** Data provided follows **
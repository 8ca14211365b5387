//! Operator registry
//!
//! Single source of truth for the PostgREST wire tokens of every filter
//! operator, sort direction and null placement.

/// Filter operator understood by PostgREST
///
/// Every variant maps to exactly one wire token through [`Operator::as_str`].
///
/// # Examples
///
/// ```
/// use pgrest_types::Operator;
///
/// assert_eq!(Operator::GreaterThanOrEqual.as_str(), "gte");
/// assert_eq!(Operator::parse("cs"), Some(Operator::Contains));
/// ```
#[derive(Debug, Clone, Copy, PartialEq, Eq, Hash)]
pub enum Operator {
    Equals,
    NotEqual,
    GreaterThan,
    GreaterThanOrEqual,
    LessThan,
    LessThanOrEqual,
    Like,
    ILike,
    Is,
    Not,
    Adjacent,
    In,
    Contains,
    ContainedIn,
    Overlap,
    StrictlyLeft,
    StrictlyRight,
    NotRightOf,
    NotLeftOf,
    /// `to_tsquery`
    FTS,
    /// `plainto_tsquery`
    PLFTS,
    /// `phraseto_tsquery`
    PHFTS,
    /// `websearch_to_tsquery`
    WFTS,
    And,
    Or,
}

impl Operator {
    /// Every operator, in declaration order
    pub const ALL: [Operator; 25] = [
        Operator::Equals,
        Operator::NotEqual,
        Operator::GreaterThan,
        Operator::GreaterThanOrEqual,
        Operator::LessThan,
        Operator::LessThanOrEqual,
        Operator::Like,
        Operator::ILike,
        Operator::Is,
        Operator::Not,
        Operator::Adjacent,
        Operator::In,
        Operator::Contains,
        Operator::ContainedIn,
        Operator::Overlap,
        Operator::StrictlyLeft,
        Operator::StrictlyRight,
        Operator::NotRightOf,
        Operator::NotLeftOf,
        Operator::FTS,
        Operator::PLFTS,
        Operator::PHFTS,
        Operator::WFTS,
        Operator::And,
        Operator::Or,
    ];

    /// The wire token PostgREST expects for this operator
    #[must_use]
    pub const fn as_str(&self) -> &'static str {
        match self {
            Operator::Equals => "eq",
            Operator::NotEqual => "neq",
            Operator::GreaterThan => "gt",
            Operator::GreaterThanOrEqual => "gte",
            Operator::LessThan => "lt",
            Operator::LessThanOrEqual => "lte",
            Operator::Like => "like",
            Operator::ILike => "ilike",
            Operator::Is => "is",
            Operator::Not => "not",
            Operator::Adjacent => "adj",
            Operator::In => "in",
            Operator::Contains => "cs",
            Operator::ContainedIn => "cd",
            Operator::Overlap => "ov",
            Operator::StrictlyLeft => "sl",
            Operator::StrictlyRight => "sr",
            Operator::NotRightOf => "nxr",
            Operator::NotLeftOf => "nxl",
            Operator::FTS => "fts",
            Operator::PLFTS => "plfts",
            Operator::PHFTS => "phfts",
            Operator::WFTS => "wfts",
            Operator::And => "and",
            Operator::Or => "or",
        }
    }

    /// Parse an operator from its wire token
    ///
    /// Tokens are matched exactly; PostgREST is case sensitive here.
    #[must_use]
    pub fn parse(token: &str) -> Option<Self> {
        Self::ALL.into_iter().find(|op| op.as_str() == token)
    }

    /// Comparators, which accept a single scalar literal
    #[must_use]
    pub const fn is_comparison(&self) -> bool {
        matches!(
            self,
            Operator::Equals
                | Operator::NotEqual
                | Operator::GreaterThan
                | Operator::GreaterThanOrEqual
                | Operator::LessThan
                | Operator::LessThanOrEqual
                | Operator::Like
                | Operator::ILike
                | Operator::Is
                | Operator::Not
                | Operator::Adjacent
        )
    }

    /// Operators accepting a list or a JSON mapping
    #[must_use]
    pub const fn is_membership(&self) -> bool {
        matches!(
            self,
            Operator::In | Operator::Contains | Operator::ContainedIn | Operator::Overlap
        )
    }

    /// Operators accepting an [`Interval`](crate::Interval)
    #[must_use]
    pub const fn is_range(&self) -> bool {
        matches!(
            self,
            Operator::Contains
                | Operator::ContainedIn
                | Operator::Overlap
                | Operator::StrictlyLeft
                | Operator::StrictlyRight
                | Operator::NotRightOf
                | Operator::NotLeftOf
                | Operator::Adjacent
        )
    }

    /// `sl`, `sr`, `nxr`, `nxl`: only meaningful against a range
    #[must_use]
    pub const fn is_range_position(&self) -> bool {
        matches!(
            self,
            Operator::StrictlyLeft
                | Operator::StrictlyRight
                | Operator::NotRightOf
                | Operator::NotLeftOf
        )
    }

    /// Full-text search operators
    #[must_use]
    pub const fn is_full_text(&self) -> bool {
        matches!(
            self,
            Operator::FTS | Operator::PLFTS | Operator::PHFTS | Operator::WFTS
        )
    }

    /// `and` / `or`
    #[must_use]
    pub const fn is_logical(&self) -> bool {
        matches!(self, Operator::And | Operator::Or)
    }
}

impl core::fmt::Display for Operator {
    fn fmt(&self, f: &mut core::fmt::Formatter<'_>) -> core::fmt::Result {
        f.write_str(self.as_str())
    }
}

impl core::str::FromStr for Operator {
    type Err = OperatorParseError;

    fn from_str(s: &str) -> Result<Self, Self::Err> {
        Operator::parse(s).ok_or(OperatorParseError)
    }
}

/// Error returned when parsing an unknown operator token
#[derive(Debug, Clone, Copy, PartialEq, Eq, thiserror::Error)]
#[error("unknown operator token")]
pub struct OperatorParseError;

/// Sort direction for `order`
#[derive(Debug, Clone, Copy, PartialEq, Eq, Hash, Default)]
pub enum Ordering {
    #[default]
    Ascending,
    Descending,
}

impl Ordering {
    #[must_use]
    pub const fn as_str(&self) -> &'static str {
        match self {
            Ordering::Ascending => "asc",
            Ordering::Descending => "desc",
        }
    }
}

impl core::fmt::Display for Ordering {
    fn fmt(&self, f: &mut core::fmt::Formatter<'_>) -> core::fmt::Result {
        f.write_str(self.as_str())
    }
}

/// Where NULLs sort relative to other values
#[derive(Debug, Clone, Copy, PartialEq, Eq, Hash, Default)]
pub enum NullPosition {
    #[default]
    First,
    Last,
}

impl NullPosition {
    #[must_use]
    pub const fn as_str(&self) -> &'static str {
        match self {
            NullPosition::First => "nullsfirst",
            NullPosition::Last => "nullslast",
        }
    }
}

impl core::fmt::Display for NullPosition {
    fn fmt(&self, f: &mut core::fmt::Formatter<'_>) -> core::fmt::Result {
        f.write_str(self.as_str())
    }
}

#[cfg(test)]
mod tests {
    use super::*;

    #[test]
    fn test_operator_tokens() {
        assert_eq!(Operator::Equals.as_str(), "eq");
        assert_eq!(Operator::NotEqual.as_str(), "neq");
        assert_eq!(Operator::GreaterThanOrEqual.as_str(), "gte");
        assert_eq!(Operator::ContainedIn.as_str(), "cd");
        assert_eq!(Operator::NotRightOf.as_str(), "nxr");
        assert_eq!(Operator::NotLeftOf.as_str(), "nxl");
        assert_eq!(Operator::PHFTS.as_str(), "phfts");
        assert_eq!(Operator::Or.as_str(), "or");
    }

    #[test]
    fn test_operator_tokens_are_unique() {
        for (i, a) in Operator::ALL.iter().enumerate() {
            for b in &Operator::ALL[i + 1..] {
                assert_ne!(a.as_str(), b.as_str(), "{a:?} and {b:?} share a token");
            }
        }
    }

    #[test]
    fn test_operator_parse() {
        for op in Operator::ALL {
            assert_eq!(Operator::parse(op.as_str()), Some(op));
            assert_eq!(op.as_str().parse::<Operator>(), Ok(op));
        }
        assert_eq!(Operator::parse("EQ"), None);
        assert_eq!(Operator::parse(""), None);
        assert!("between".parse::<Operator>().is_err());
    }

    #[test]
    fn test_operator_categories() {
        assert!(Operator::Like.is_comparison());
        assert!(!Operator::In.is_comparison());
        assert!(Operator::In.is_membership());
        assert!(!Operator::In.is_range());
        assert!(Operator::Contains.is_membership());
        assert!(Operator::Contains.is_range());
        assert!(Operator::Adjacent.is_range());
        assert!(Operator::WFTS.is_full_text());
        assert!(Operator::And.is_logical());
        assert!(!Operator::Not.is_logical());
        assert!(Operator::StrictlyLeft.is_range_position());
        assert!(!Operator::Adjacent.is_range_position());
    }

    #[test]
    fn test_comparators() {
        let comparators: Vec<_> = Operator::ALL
            .into_iter()
            .filter(Operator::is_comparison)
            .map(|op| op.as_str())
            .collect();
        assert_eq!(
            comparators,
            ["eq", "neq", "gt", "gte", "lt", "lte", "like", "ilike", "is", "not", "adj"]
        );
    }

    #[test]
    fn test_ordering_and_null_position_tokens() {
        assert_eq!(Ordering::Ascending.as_str(), "asc");
        assert_eq!(Ordering::Descending.as_str(), "desc");
        assert_eq!(NullPosition::First.as_str(), "nullsfirst");
        assert_eq!(NullPosition::Last.as_str(), "nullslast");
        assert_eq!(format!("{}", NullPosition::Last), "nullslast");
        assert_eq!(Ordering::default(), Ordering::Ascending);
        assert_eq!(NullPosition::default(), NullPosition::First);
    }
}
** End of Data provided **
All lines of the records above that carry the word "unknown" should be listed.

**Solution for this problem**
/// Error returned when parsing an unknown operator token
#[error("unknown operator token")]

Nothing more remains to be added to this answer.